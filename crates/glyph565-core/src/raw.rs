//! Raw atlas persistence.
//!
//! The atlas file is the bare glyph data with no header. Writes go through a
//! temporary file in the destination directory that is renamed into place,
//! so readers never observe a truncated atlas.

use std::io::Write;
use std::path::Path;

use tempfile::NamedTempFile;

use crate::atlas::GlyphAtlas;
use crate::error::AtlasError;

/// Write `atlas` to `path`, replacing any existing file.
pub fn write_atlas(atlas: &GlyphAtlas, path: &Path) -> Result<(), AtlasError> {
    let mut tmp = NamedTempFile::new_in(parent_dir(path))?;
    write_atlas_to_writer(atlas, tmp.as_file_mut())?;
    tmp.as_file().sync_all()?;
    tmp.persist(path).map_err(|e| e.error)?;
    Ok(())
}

/// Write the atlas bytes to any writer.
pub fn write_atlas_to_writer<W: Write>(
    atlas: &GlyphAtlas,
    mut writer: W,
) -> Result<(), AtlasError> {
    writer.write_all(atlas.as_bytes())?;
    writer.flush()?;
    Ok(())
}

/// Directory a temporary sibling of `path` should be created in.
pub(crate) fn parent_dir(path: &Path) -> &Path {
    match path.parent() {
        Some(p) if !p.as_os_str().is_empty() => p,
        _ => Path::new("."),
    }
}

/// BLAKE3 hex digest of the atlas bytes.
pub fn hash_atlas(atlas: &GlyphAtlas) -> String {
    blake3::hash(atlas.as_bytes()).to_hex().to_string()
}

━━━━━━━━━━━━━━━━━━━━

Task: In the entries above, count every line containing the word "Result". Write only the total.

Written solution: 2